Seventeen years ago when I was committed by the court to our psychiatric hospital, my psychologist sister arrived from Seattle as my first visitor. That morning I spent six hours of mania scrawling 43 pages on “Law and Gospel” which I commanded her to copy and distribute. She said, “Why don’t you trust me to do what’s best with this.” She was a check on my abuse of power.
As I returned to the floor, I told the charge nurse my sister had brought a suitcase with clean clothes. She made a phone call and said, “It’s not in the room yet. Check back later.” When I checked back, the nurse re-dialed the number and said, “There’s no suitcase in the room. Maybe you misunderstood your sister.”
After sitting in my stinking clothes for a while, I returned to the desk. “Ma’am, I know she brought a suitcase; I need clean clothes.” After dispatching an aid to investigate, the nurse explained: “If your sister had brought a suitcase, it would have been searched and placed in our storage room. It’s not there. Sit down. I need to finish these charts.”
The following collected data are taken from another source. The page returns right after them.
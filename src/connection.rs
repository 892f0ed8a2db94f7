//! Live connection lifecycle
//!
//! [`ConnectionManager`] is a pure state machine. It never touches a socket:
//! it emits [`TransportCommand`]s for the runtime to execute and consumes
//! transport events tagged with the generation they belong to. Every connect
//! attempt gets a new generation, so events from an earlier socket are
//! recognized as stale and ignored.

use std::time::Duration;

use tracing::{debug, info, warn};

use crate::error::ProtocolError;
use crate::model::GraphSnapshot;
use crate::protocol::{LiveMessage, parse_message};
use crate::scheduler::{Scheduler, TimerId, TimerTask};

/// Connection lifecycle state
#[derive(Debug, Clone, Copy, PartialEq, Eq, serde::Serialize)]
#[serde(rename_all = "snake_case")]
pub enum ConnectionState {
    Disconnected,
    Connecting,
    Connected,
}

/// Work for the runtime's transport layer
#[derive(Debug, Clone, PartialEq, Eq)]
pub enum TransportCommand {
    /// Open a socket for `generation`
    Open { generation: u64, url: String },
    /// Tear down the socket of `generation`
    Close { generation: u64 },
}

/// Why a message was dropped
#[derive(Debug)]
pub enum DiscardReason {
    /// Belongs to a socket that is no longer current
    Stale,
    /// Arrived before the handshake completed
    NotConnected,
    /// Could not be decoded
    Protocol(ProtocolError),
}

/// Result of handling one inbound message
#[derive(Debug)]
pub enum MessageOutcome {
    /// A graph snapshot to dispatch to the mode arbitrator
    Snapshot(GraphSnapshot),
    /// Diagnostic only
    Heartbeat { clients: u64 },
    /// Logged and dropped; connection state is untouched
    Discarded(DiscardReason),
}

/// Owns the live transport lifecycle and its reconnect timer
#[derive(Debug)]
pub struct ConnectionManager {
    url: String,
    reconnect_delay: Duration,
    state: ConnectionState,
    generation: u64,
    /// Generation of the socket currently owned, if any
    handle: Option<u64>,
    reconnect_timer: Option<TimerId>,
}

impl ConnectionManager {
    pub fn new(url: impl Into<String>, reconnect_delay: Duration) -> Self {
        Self {
            url: url.into(),
            reconnect_delay,
            state: ConnectionState::Disconnected,
            generation: 0,
            handle: None,
            reconnect_timer: None,
        }
    }

    pub fn state(&self) -> ConnectionState {
        self.state
    }

    pub fn url(&self) -> &str {
        &self.url
    }

    pub fn generation(&self) -> u64 {
        self.generation
    }

    /// Generation of the live socket handle, `None` when disconnected
    pub fn handle(&self) -> Option<u64> {
        self.handle
    }

    pub fn reconnect_pending(&self) -> bool {
        self.reconnect_timer.is_some()
    }

    /// True while connecting or connected
    pub fn is_active(&self) -> bool {
        self.state != ConnectionState::Disconnected
    }

    /// Start a connection attempt. No-op while connecting or connected.
    pub fn connect(&mut self, scheduler: &mut Scheduler<TimerTask>) -> Option<TransportCommand> {
        if self.is_active() {
            debug!(state = ?self.state, "connect ignored, already active");
            return None;
        }

        if let Some(timer) = self.reconnect_timer.take() {
            scheduler.cancel(timer);
        }

        self.generation += 1;
        self.handle = Some(self.generation);
        self.state = ConnectionState::Connecting;
        info!(url = %self.url, generation = self.generation, "connecting to live source");

        Some(TransportCommand::Open {
            generation: self.generation,
            url: self.url.clone(),
        })
    }

    /// The socket for `generation` finished its handshake
    pub fn on_open(&mut self, generation: u64) -> bool {
        if !self.is_current(generation) {
            debug!(generation, "ignoring open from stale socket");
            return false;
        }
        self.state = ConnectionState::Connected;
        info!(generation, "live source connected");
        true
    }

    /// Decode a text frame. Never fails and never changes connection state.
    pub fn on_message(&self, generation: u64, text: &str) -> MessageOutcome {
        if !self.is_current(generation) {
            return MessageOutcome::Discarded(DiscardReason::Stale);
        }
        if self.state != ConnectionState::Connected {
            return MessageOutcome::Discarded(DiscardReason::NotConnected);
        }

        match parse_message(text) {
            Ok(LiveMessage::State(snapshot)) => MessageOutcome::Snapshot(snapshot),
            Ok(LiveMessage::Heartbeat { clients }) => {
                debug!(clients, "heartbeat");
                MessageOutcome::Heartbeat { clients }
            }
            Err(e) => {
                warn!(error = %e, "discarding live message");
                MessageOutcome::Discarded(DiscardReason::Protocol(e))
            }
        }
    }

    /// The socket for `generation` closed or failed.
    ///
    /// Returns true when the current connection was lost; the caller must
    /// then revert authority to local simulation. Exactly one reconnect is
    /// scheduled.
    pub fn on_close(
        &mut self,
        generation: u64,
        now: Duration,
        scheduler: &mut Scheduler<TimerTask>,
    ) -> bool {
        if !self.is_current(generation) {
            debug!(generation, "ignoring close from stale socket");
            return false;
        }

        self.state = ConnectionState::Disconnected;
        self.handle = None;
        info!(generation, "live source disconnected");

        if self.reconnect_timer.is_none() {
            let timer = scheduler.schedule_after(now, self.reconnect_delay, TimerTask::Reconnect);
            self.reconnect_timer = Some(timer);
            debug!(delay_ms = self.reconnect_delay.as_millis() as u64, "reconnect scheduled");
        }
        true
    }

    /// The reconnect timer fired
    pub fn on_reconnect_due(
        &mut self,
        timer: TimerId,
        scheduler: &mut Scheduler<TimerTask>,
    ) -> Option<TransportCommand> {
        if self.reconnect_timer != Some(timer) {
            return None;
        }
        self.reconnect_timer = None;
        self.connect(scheduler)
    }

    /// Deliberately close. Cancels any pending reconnect; schedules none.
    pub fn close(&mut self, scheduler: &mut Scheduler<TimerTask>) -> Option<TransportCommand> {
        if let Some(timer) = self.reconnect_timer.take() {
            scheduler.cancel(timer);
            debug!("pending reconnect cancelled");
        }

        let command = self
            .handle
            .take()
            .map(|generation| TransportCommand::Close { generation });

        self.state = ConnectionState::Disconnected;
        // The trailing close event of the old socket becomes stale
        self.generation += 1;
        if command.is_some() {
            info!("live connection closed");
        }
        command
    }

    fn is_current(&self, generation: u64) -> bool {
        self.handle == Some(generation)
    }
}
I sat down and pondered calling her “Nurse Ratched” although she hadn’t really earned the title. How does a manic mental patient convince the charge nurse that his reality is real? I recalled that Jesus asked powerful questions in response to challenges and arguments.
Believing it was my last chance, I stood at the desk and asked as calmly as I could, “Is there any way we could both be right? In fact, while you’re charting, would you chart that I asked, you ‘Could we both be right?’” Her frustrated face changed to pondering. She dialed a different number, smiled, and said, “Your suitcase was put on the wrong floor. I’ll get it.”
I abhor the dichotomy of 2 choices in a political election every 2, 4, or 6 years. I enjoy conversations where we can share our different desires and find ways to meet our goals. I love listening to different experiences, insights, perspectives, seeking solutions. I relish both/and (not either/or) answers, where we can both be right. But here we are with the civic responsibility to make a dichotomous decision.
How do you listen to needs and desires of others in reaching solutions? When have you experienced situations where “we both are right?” When have you had to make a clear choice?